As Britain, Australia and New Zealand hold ceremonies at British military cemeteries in Israel this Sunday to mark the signing of the armistice that ended fighting in the Great War, we should remember not only that Jewish soldiers fought and died for the countries in which they lived, but that they needed to demonstrate their service, says Makevet.

“Europe’s Jews were insecure,” he says. “Fighting for Germany, for France and for Britain, was not only about patriotism. It was a way of showing gratitude to those countries.” Franz Beckhardt, the German-Jewish pilot on the front of Dr Heilhaber’s book, would learn that the gratitude he felt was not a two-way street.

In 1938, the infantry combatant, who had been awarded the Iron Cross in the First World War, was sent to Buchenwald for having an affair with a non-Jewish woman.

Two years later, he was set free by Hermann Goering, who oversaw the creation of the Gestapo.

“They had flown in the same squadron,” says Beckhardt’s grandson, journalist Lorenz Beckhardt. “There were two kinds of Nazis: men like Hitler and Himmler, who thought Jews were subhuman, and those like Goering, who used antisemitism to further their political careers, but who didn’t privately subscribe to Third Reich ideology.

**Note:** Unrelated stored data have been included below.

//! Universal error handling for the API

use aide::OperationOutput;
use axum::{
    http::StatusCode,
    response::{IntoResponse, Response},
    Json,
};
use schemars::JsonSchema;
use serde::Serialize;

use crate::gallery::GalleryError;

/// Error body returned to API consumers
#[derive(Debug, Serialize, JsonSchema)]
pub struct ErrorResponse {
    /// Human-readable error message
    pub error: String,
}

/// Application error type that wraps the error response
#[derive(Debug)]
pub struct AppError {
    status: StatusCode,
    inner: ErrorResponse,
}

impl AppError {
    /// Create a new application error
    #[must_use]
    pub fn new(status: StatusCode, message: impl Into<String>) -> Self {
        Self {
            status,
            inner: ErrorResponse {
                error: message.into(),
            },
        }
    }
}

impl IntoResponse for AppError {
    fn into_response(self) -> Response {
        // Log the error based on status code
        match self.status.as_u16() {
            400..=499 => tracing::warn!("Client error: {}", self.inner.error),
            500..=599 => tracing::error!("Server error: {}", self.inner.error),
            _ => {}
        }

        (self.status, Json(self.inner)).into_response()
    }
}

impl OperationOutput for AppError {
    type Inner = ErrorResponse;
}

/// Every gallery failure is a server error carrying the failure text
impl From<GalleryError> for AppError {
    fn from(err: GalleryError) -> Self {
        Self::new(StatusCode::INTERNAL_SERVER_ERROR, err.to_string())
    }
}
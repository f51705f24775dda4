//! Upload processor for the image gallery
//!
//! Reacts to object-finalize events under `uploads/`: picks collision-free destination paths,
//! generates a thumbnail, moves the original next to it and publishes both.

#![deny(clippy::all, clippy::pedantic, clippy::nursery, dead_code)]

pub mod event;
pub mod paths;
pub mod processor;
pub mod routes;
pub mod server;
pub mod thumbnail;
pub mod types;
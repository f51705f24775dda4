use std::sync::Arc;

use gallery_backend::{gallery::GalleryService, server, types::Environment};
use gallery_storage::{ObjectStore, S3ObjectStore};
use tracing::info;
use tracing_subscriber::{fmt, EnvFilter};

#[tokio::main]
async fn main() -> anyhow::Result<()> {
    let environment = Environment::from_env();

    // Configure logging format based on environment
    // Use JSON format for staging/production (Datadog), regular format for development
    if environment.json_logs() {
        fmt()
            .json()
            .with_env_filter(EnvFilter::from_default_env())
            .init();
    } else {
        fmt().with_env_filter(EnvFilter::from_default_env()).init();
    }

    info!("Starting Image Gallery in {:?} environment", environment);

    let store = Arc::new(S3ObjectStore::connect(environment.store_config()).await?);
    info!("✅ Initialized object store for bucket {}", store.bucket());

    let gallery = Arc::new(GalleryService::new(store, environment.public_url_base()));

    server::start(environment, gallery).await?;

    info!("✅ Image Gallery shutdown complete");

    Ok(())
}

Goering also released other Jews.”

After his release, Berkhardt escaped Germany with his Jewish wife to join their children, who had come to Britain on the Kindertransport. Then, in the 1950s, the family returned to Germany. “It was an odd decision, an indication of how German my fighter pilot grandfather still felt, of his romantic patriotism,” says Beckhardt.

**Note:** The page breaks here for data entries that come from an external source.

// Not every helper is used in every test, so we allow dead code
#![allow(dead_code)]

use std::sync::Arc;

use async_trait::async_trait;
use axum::{body::Body, http::Request, response::Response, Router};
use bytes::Bytes;
use gallery_storage::memory::MemoryObjectStore;
use tower::ServiceExt;
use upload_processor::{
    processor::UploadProcessor,
    server,
    thumbnail::{ThumbnailError, ThumbnailGenerator, ThumbnailResult},
};

pub const TEST_BUCKET: &str = "test-gallery-bucket";

/// Initialize tracing for tests
pub fn setup_test_env() {
    tracing_subscriber::fmt()
        .with_max_level(tracing::Level::DEBUG)
        .try_init()
        .ok();
}

/// Prefixes the source with `thumb:` so tests can tell thumbnails from originals
pub struct PrefixThumbnailer;

#[async_trait]
impl ThumbnailGenerator for PrefixThumbnailer {
    async fn generate(&self, source: Bytes) -> ThumbnailResult<Bytes> {
        let mut thumbnail = b"thumb:".to_vec();
        thumbnail.extend_from_slice(&source);
        Ok(Bytes::from(thumbnail))
    }
}

/// Rejects every image
pub struct RejectingThumbnailer;

#[async_trait]
impl ThumbnailGenerator for RejectingThumbnailer {
    async fn generate(&self, _source: Bytes) -> ThumbnailResult<Bytes> {
        Err(ThumbnailError::Exit {
            status: "exit status: 1".to_string(),
            stderr: "convert: no decode delegate for this image format".to_string(),
        })
    }
}

/// Processor, router and in-memory store wired together
pub struct TestSetup {
    pub store: Arc<MemoryObjectStore>,
    pub processor: Arc<UploadProcessor>,
    pub router: Router,
}

impl TestSetup {
    pub fn new() -> Self {
        Self::with_thumbnailer(Arc::new(PrefixThumbnailer))
    }

    pub fn with_thumbnailer(thumbnailer: Arc<dyn ThumbnailGenerator>) -> Self {
        setup_test_env();

        let store = Arc::new(MemoryObjectStore::new(TEST_BUCKET));
        let processor = Arc::new(UploadProcessor::new(store.clone(), thumbnailer));
        let router = server::app(processor.clone());

        Self {
            store,
            processor,
            router,
        }
    }

    pub async fn send_post_request(
        &self,
        route: &str,
        payload: serde_json::Value,
    ) -> Result<Response, Box<dyn std::error::Error>> {
        let request = Request::builder()
            .uri(route)
            .method("POST")
            .header("Content-Type", "application/json")
            .body(Body::from(payload.to_string()))?;

        let response = self.router.clone().oneshot(request).await?;
        Ok(response)
    }

    pub async fn send_get_request(
        &self,
        route: &str,
    ) -> Result<Response, Box<dyn std::error::Error>> {
        let request = Request::builder()
            .uri(route)
            .method("GET")
            .body(Body::empty())?;

        let response = self.router.clone().oneshot(request).await?;
        Ok(response)
    }
}

pub async fn parse_response_body(response: Response) -> serde_json::Value {
    use http_body_util::BodyExt;

    let body = response
        .into_body()
        .collect()
        .await
        .expect("Failed to read body")
        .to_bytes();
    serde_json::from_slice(&body).expect("Body is not JSON")
}
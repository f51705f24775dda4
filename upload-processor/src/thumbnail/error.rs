use thiserror::Error;

/// Result type for thumbnail generation
pub type ThumbnailResult<T> = Result<T, ThumbnailError>;

/// Errors that can occur while generating a thumbnail
#[derive(Error, Debug)]
pub enum ThumbnailError {
    /// The generator process could not be started
    #[error("failed to start {program}: {source}")]
    Spawn {
        /// Program that failed to start
        program: String,
        /// Underlying I/O error
        source: std::io::Error,
    },

    /// Streaming bytes to or from the generator failed
    #[error("error streaming image through generator: {0}")]
    Io(#[from] std::io::Error),

    /// The generator exited unsuccessfully
    #[error("generator exited with {status}: {stderr}")]
    Exit {
        /// Exit status as reported by the OS
        status: String,
        /// Captured error output
        stderr: String,
    },

    /// The generator exited cleanly but wrote error output
    #[error("generator reported an error: {0}")]
    ErrorOutput(String),

    /// The source image could not be decoded
    #[error("failed to decode image: {0}")]
    Decode(String),

    /// The thumbnail could not be encoded
    #[error("failed to encode thumbnail: {0}")]
    Encode(String),

    /// The blocking resize task did not complete
    #[error("thumbnail task failed: {0}")]
    Task(String),
}
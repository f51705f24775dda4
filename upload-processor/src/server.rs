use std::sync::Arc;

use aide::openapi::OpenApi;
use axum::{Extension, Router};
use datadog_tracing::axum::{shutdown_signal, OtelAxumLayer, OtelInResponseLayer};
use tokio::net::TcpListener;

use crate::processor::UploadProcessor;
use crate::routes;
use crate::types::Environment;

/// Builds the application router
#[must_use]
pub fn app(processor: Arc<UploadProcessor>) -> Router {
    let mut openapi = OpenApi::default();

    routes::handler()
        .finish_api(&mut openapi)
        .layer(Extension(processor))
        // Include trace context as header into the response
        .layer(OtelInResponseLayer)
        // Start OpenTelemetry trace on incoming request
        .layer(OtelAxumLayer::default())
}

/// Starts the server with the given environment and dependencies
///
/// Thumbnailing can take long, so no request timeout is applied here; the hosting platform
/// enforces its own.
///
/// # Errors
///
/// Returns an error if the server fails to start or bind to the port
pub async fn start(environment: Environment, processor: Arc<UploadProcessor>) -> anyhow::Result<()> {
    let router = app(processor);

    let addr = std::net::SocketAddr::from(([0, 0, 0, 0], environment.port()?));

    let listener = TcpListener::bind(&addr).await?;
    tracing::info!("🔄 Upload Processor started on http://{addr}");

    axum::serve(listener, router.into_make_service())
        .with_graceful_shutdown(shutdown_signal())
        .await
        .map_err(anyhow::Error::from)
}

Romantic and highly misplaced. When the family went back to Wiesbaden-Sonnenberg to run the only grocery shop in the village, a business Beckhardt’s grandparents had set up before the war, it wasn’t long before they realised many of the villagers who had boycotted it in the 1930s were still giving the shop the cold shoulder. “The antisemtism had not gone away.

The boycott ended in 1977 when the shop was sold to a non-Jew,” says Beckhardt.
He was born in 1961, four months before his soldier grandfather died, and because of the post-war antisemitism they experienced, his parents didn’t tell him he was Jewish. “I found out in my late teens. At that time there was still conscription in Germany and one day I told a cousin that I was a conscientious objector. ‘You won’t have to serve anyway,’ he replied.

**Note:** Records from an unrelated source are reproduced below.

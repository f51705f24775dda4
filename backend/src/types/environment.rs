//! Environment configuration for different deployment stages

use std::env;
use std::num::ParseIntError;

use gallery_storage::{StoreConfig, DEFAULT_BUCKET, DEFAULT_PUBLIC_URL_BASE};

const DEFAULT_PORT: u16 = 8080;

/// Application environment configuration
#[derive(Debug, Clone, PartialEq, Eq)]
pub enum Environment {
    /// Production environment
    Production,
    /// Staging environment
    Staging,
    /// Development environment (uses `LocalStack`)
    Development,
}

impl Environment {
    /// Creates an Environment from the `APP_ENV` environment variable
    ///
    /// # Panics
    ///
    /// Panics if `APP_ENV` contains an invalid value
    #[must_use]
    pub fn from_env() -> Self {
        let env = env::var("APP_ENV")
            .unwrap_or_else(|_| "development".to_string())
            .trim()
            .to_lowercase();

        match env.as_str() {
            "production" => Self::Production,
            "staging" => Self::Staging,
            "development" => Self::Development,
            _ => panic!("Invalid environment: {env}"),
        }
    }

    /// Bucket holding the processed images
    #[must_use]
    pub fn bucket_name(&self) -> String {
        env::var("BUCKET_NAME").unwrap_or_else(|_| DEFAULT_BUCKET.to_string())
    }

    /// Object store connection settings
    #[must_use]
    pub fn store_config(&self) -> StoreConfig {
        let mut config = match self {
            Self::Production | Self::Staging => StoreConfig::cloud_storage(self.bucket_name()),
            Self::Development => StoreConfig::localstack(self.bucket_name()),
        };

        if let Ok(endpoint_url) = env::var("STORE_ENDPOINT_URL") {
            config.endpoint_url = Some(endpoint_url);
        }

        config
    }

    /// Prefix of the public links handed out for images
    #[must_use]
    pub fn public_url_base(&self) -> String {
        env::var("PUBLIC_URL_BASE").unwrap_or_else(|_| DEFAULT_PUBLIC_URL_BASE.to_string())
    }

    /// Port the API listens on
    ///
    /// # Errors
    ///
    /// Returns an error if `PORT` is set but is not a valid port number
    pub fn port(&self) -> Result<u16, ParseIntError> {
        env::var("PORT").map_or(Ok(DEFAULT_PORT), |p| p.parse())
    }

    /// Whether to show API docs
    #[must_use]
    pub const fn show_api_docs(&self) -> bool {
        matches!(self, Self::Development | Self::Staging)
    }

    /// Whether logs are emitted as JSON
    #[must_use]
    pub const fn json_logs(&self) -> bool {
        matches!(self, Self::Production | Self::Staging)
    }
}
//! In-memory object store for tests
//!
//! Keeps objects in a sorted map, records every call in an operation log and can be told to fail
//! a given operation for keys under a prefix.

use std::collections::BTreeMap;
use std::sync::{Mutex, MutexGuard, PoisonError};

use async_trait::async_trait;
use bytes::Bytes;
use url::Url;

use crate::{ObjectStore, StorageError, StorageResult, StoredObject};

const MEDIA_BASE: &str = "http://localhost:4566";

/// Store operations that can be logged and failed
#[derive(Debug, Clone, Copy, PartialEq, Eq)]
pub enum StoreOperation {
    /// Existence check
    Exists,
    /// Object read
    Get,
    /// Object write
    Put,
    /// Copy, matched against the destination key
    Copy,
    /// Object delete
    Delete,
    /// Public-read ACL update
    MakePublic,
    /// Prefix listing, matched against the prefix
    List,
}

impl StoreOperation {
    /// Whether the operation changes the store's contents or ACLs
    #[must_use]
    pub const fn is_mutation(self) -> bool {
        matches!(
            self,
            Self::Put | Self::Copy | Self::Delete | Self::MakePublic
        )
    }
}

#[derive(Debug, Clone)]
struct MemoryObject {
    body: Bytes,
    content_type: Option<String>,
    public: bool,
}

#[derive(Debug, Default)]
struct State {
    objects: BTreeMap<String, MemoryObject>,
    failures: Vec<(StoreOperation, String)>,
    log: Vec<(StoreOperation, String)>,
}

/// Object store held entirely in memory
#[derive(Debug)]
pub struct MemoryObjectStore {
    bucket: String,
    state: Mutex<State>,
}

impl MemoryObjectStore {
    /// Creates an empty store for `bucket`
    #[must_use]
    pub fn new(bucket: impl Into<String>) -> Self {
        Self {
            bucket: bucket.into(),
            state: Mutex::new(State::default()),
        }
    }

    fn state(&self) -> MutexGuard<'_, State> {
        self.state.lock().unwrap_or_else(PoisonError::into_inner)
    }

    /// Seeds an object without touching the operation log
    pub fn insert(&self, key: impl Into<String>, body: impl Into<Bytes>) {
        self.state().objects.insert(
            key.into(),
            MemoryObject {
                body: body.into(),
                content_type: None,
                public: false,
            },
        );
    }

    /// Makes `operation` fail for every key starting with `key_prefix`
    pub fn fail(&self, operation: StoreOperation, key_prefix: impl Into<String>) {
        self.state().failures.push((operation, key_prefix.into()));
    }

    /// Removes every injected failure
    pub fn clear_failures(&self) {
        self.state().failures.clear();
    }

    /// Whether an object exists
    #[must_use]
    pub fn contains(&self, key: &str) -> bool {
        self.state().objects.contains_key(key)
    }

    /// Body of an object
    #[must_use]
    pub fn body(&self, key: &str) -> Option<Bytes> {
        self.state().objects.get(key).map(|object| object.body.clone())
    }

    /// Content type recorded for an object
    #[must_use]
    pub fn content_type(&self, key: &str) -> Option<String> {
        self.state()
            .objects
            .get(key)
            .and_then(|object| object.content_type.clone())
    }

    /// Whether an object is publicly readable, `None` if it does not exist
    #[must_use]
    pub fn is_public(&self, key: &str) -> Option<bool> {
        self.state().objects.get(key).map(|object| object.public)
    }

    /// All keys in lexicographic order
    #[must_use]
    pub fn keys(&self) -> Vec<String> {
        self.state().objects.keys().cloned().collect()
    }

    /// Every call made so far, in order
    #[must_use]
    pub fn operations(&self) -> Vec<(StoreOperation, String)> {
        self.state().log.clone()
    }

    /// Calls that changed contents or ACLs
    #[must_use]
    pub fn mutations(&self) -> Vec<(StoreOperation, String)> {
        self.operations()
            .into_iter()
            .filter(|(operation, _)| operation.is_mutation())
            .collect()
    }

    /// Logs the call and returns the injected failure for it, if any
    fn record(&self, operation: StoreOperation, key: &str) -> StorageResult<MutexGuard<'_, State>> {
        let mut state = self.state();
        state.log.push((operation, key.to_string()));

        let injected = state
            .failures
            .iter()
            .any(|(failing, prefix)| *failing == operation && key.starts_with(prefix.as_str()));

        if injected {
            return Err(StorageError::UpstreamError(format!(
                "injected {operation:?} failure for {key}"
            )));
        }

        Ok(state)
    }

    fn media_url(&self, key: &str) -> StorageResult<Url> {
        let link = format!("{MEDIA_BASE}/{}/{key}", self.bucket);
        Url::parse(&link).map_err(|err| StorageError::InvalidMediaLink {
            link,
            reason: err.to_string(),
        })
    }
}

#[async_trait]
impl ObjectStore for MemoryObjectStore {
    fn bucket(&self) -> &str {
        &self.bucket
    }

    async fn exists(&self, key: &str) -> StorageResult<bool> {
        let state = self.record(StoreOperation::Exists, key)?;
        Ok(state.objects.contains_key(key))
    }

    async fn get(&self, key: &str, max_bytes: u64) -> StorageResult<Bytes> {
        let state = self.record(StoreOperation::Get, key)?;
        let body = state
            .objects
            .get(key)
            .map(|object| object.body.clone())
            .ok_or_else(|| StorageError::NotFound(key.to_string()))?;

        let size = body.len() as u64;
        if size > max_bytes {
            return Err(StorageError::TooLarge {
                key: key.to_string(),
                size,
                limit: max_bytes,
            });
        }

        Ok(body)
    }

    async fn put(&self, key: &str, body: Bytes, content_type: Option<&str>) -> StorageResult<()> {
        let mut state = self.record(StoreOperation::Put, key)?;
        state.objects.insert(
            key.to_string(),
            MemoryObject {
                body,
                content_type: content_type.map(ToString::to_string),
                public: false,
            },
        );
        Ok(())
    }

    async fn copy(&self, source: &str, destination: &str) -> StorageResult<()> {
        let mut state = self.record(StoreOperation::Copy, destination)?;
        let mut object = state
            .objects
            .get(source)
            .cloned()
            .ok_or_else(|| StorageError::NotFound(source.to_string()))?;
        object.public = false;
        state.objects.insert(destination.to_string(), object);
        Ok(())
    }

    async fn delete(&self, key: &str) -> StorageResult<()> {
        let mut state = self.record(StoreOperation::Delete, key)?;
        state.objects.remove(key);
        Ok(())
    }

    async fn make_public(&self, key: &str) -> StorageResult<()> {
        let mut state = self.record(StoreOperation::MakePublic, key)?;
        let object = state
            .objects
            .get_mut(key)
            .ok_or_else(|| StorageError::NotFound(key.to_string()))?;
        object.public = true;
        Ok(())
    }

    async fn list(&self, prefix: &str) -> StorageResult<Vec<StoredObject>> {
        let names: Vec<String> = {
            let state = self.record(StoreOperation::List, prefix)?;
            state
                .objects
                .keys()
                .filter(|key| key.starts_with(prefix))
                .cloned()
                .collect()
        };

        names
            .into_iter()
            .map(|name| {
                Ok(StoredObject {
                    media_url: self.media_url(&name)?,
                    bucket: self.bucket.clone(),
                    name,
                })
            })
            .collect()
    }
}

#[cfg(test)]
mod tests {
    use super::*;

    #[tokio::test]
    async fn test_copy_then_delete_moves_object() {
        let store = MemoryObjectStore::new("gallery");
        store.insert("uploads/a.png", "png-bytes");

        store.copy("uploads/a.png", "processed/a/original.png").await.unwrap();
        store.delete("uploads/a.png").await.unwrap();

        assert_eq!(store.keys(), vec!["processed/a/original.png".to_string()]);
        assert_eq!(
            store.body("processed/a/original.png"),
            Some(Bytes::from_static(b"png-bytes"))
        );
    }

    #[tokio::test]
    async fn test_injected_failure_matches_prefix_and_operation() {
        let store = MemoryObjectStore::new("gallery");
        store.insert("processed/a/original.png", "x");
        store.fail(StoreOperation::MakePublic, "processed/a/");

        assert!(store.make_public("processed/a/original.png").await.is_err());
        assert!(store.exists("processed/a/original.png").await.unwrap());
        assert_eq!(store.is_public("processed/a/original.png"), Some(false));

        store.clear_failures();
        store.make_public("processed/a/original.png").await.unwrap();
        assert_eq!(store.is_public("processed/a/original.png"), Some(true));
    }

    #[tokio::test]
    async fn test_list_filters_by_prefix_and_logs_calls() {
        let store = MemoryObjectStore::new("gallery");
        store.insert("processed/a/original.png", "x");
        store.insert("uploads/b.png", "y");

        let listed = store.list("processed/").await.unwrap();

        assert_eq!(listed.len(), 1);
        assert_eq!(listed[0].bucket, "gallery");
        assert_eq!(
            listed[0].media_url.as_str(),
            "http://localhost:4566/gallery/processed/a/original.png"
        );
        assert!(store.mutations().is_empty());
        assert_eq!(
            store.operations(),
            vec![(StoreOperation::List, "processed/".to_string())]
        );
    }

    #[tokio::test]
    async fn test_get_missing_object_is_not_found() {
        let store = MemoryObjectStore::new("gallery");

        let err = store.get("uploads/missing.png", u64::MAX).await.unwrap_err();

        assert!(err.is_not_found());
    }

    #[tokio::test]
    async fn test_get_refuses_body_over_limit() {
        let store = MemoryObjectStore::new("gallery");
        store.insert("uploads/big.png", "0123456789");

        let err = store.get("uploads/big.png", 9).await.unwrap_err();
        assert!(matches!(
            err,
            StorageError::TooLarge { size: 10, limit: 9, .. }
        ));

        let body = store.get("uploads/big.png", 10).await.unwrap();
        assert_eq!(body.len(), 10);
    }
}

‘The descendants of people who were persecuted by the Nazis are exempt from military service.’ That’s when it all came out.”

It would, however, be another 20 years before Beckhardt visited a rabbi in Cologne, showed him his birth certificate and became what he describes as a member of Germany’s Jewish community.

Then, when he was in his 40s, he underwent circumcision. “That’s the moment when I felt complete as a Jew.”

The journalist also went on to write a book about his family’s story, entitled Der Jude mit dem Hakenkreuz: Meine Deutsche Familie — The Jew with the Swastika: My German Family — which he presents at schools in Germany and for which he is seeking a British publisher.
“Like my grandfather Fritz, I feel very German, but I am not as blind as him. I know the fight against antisemitism is one that will never end.”

The latest English edition of ‘Jewish Flyers in the World War’, edited by Elimor Makevet and Dr Dieter H. M. Groschel, is an adaptation of Adam Wait’s 1988 English translation of the original. It is published by The Great War Aviation Society.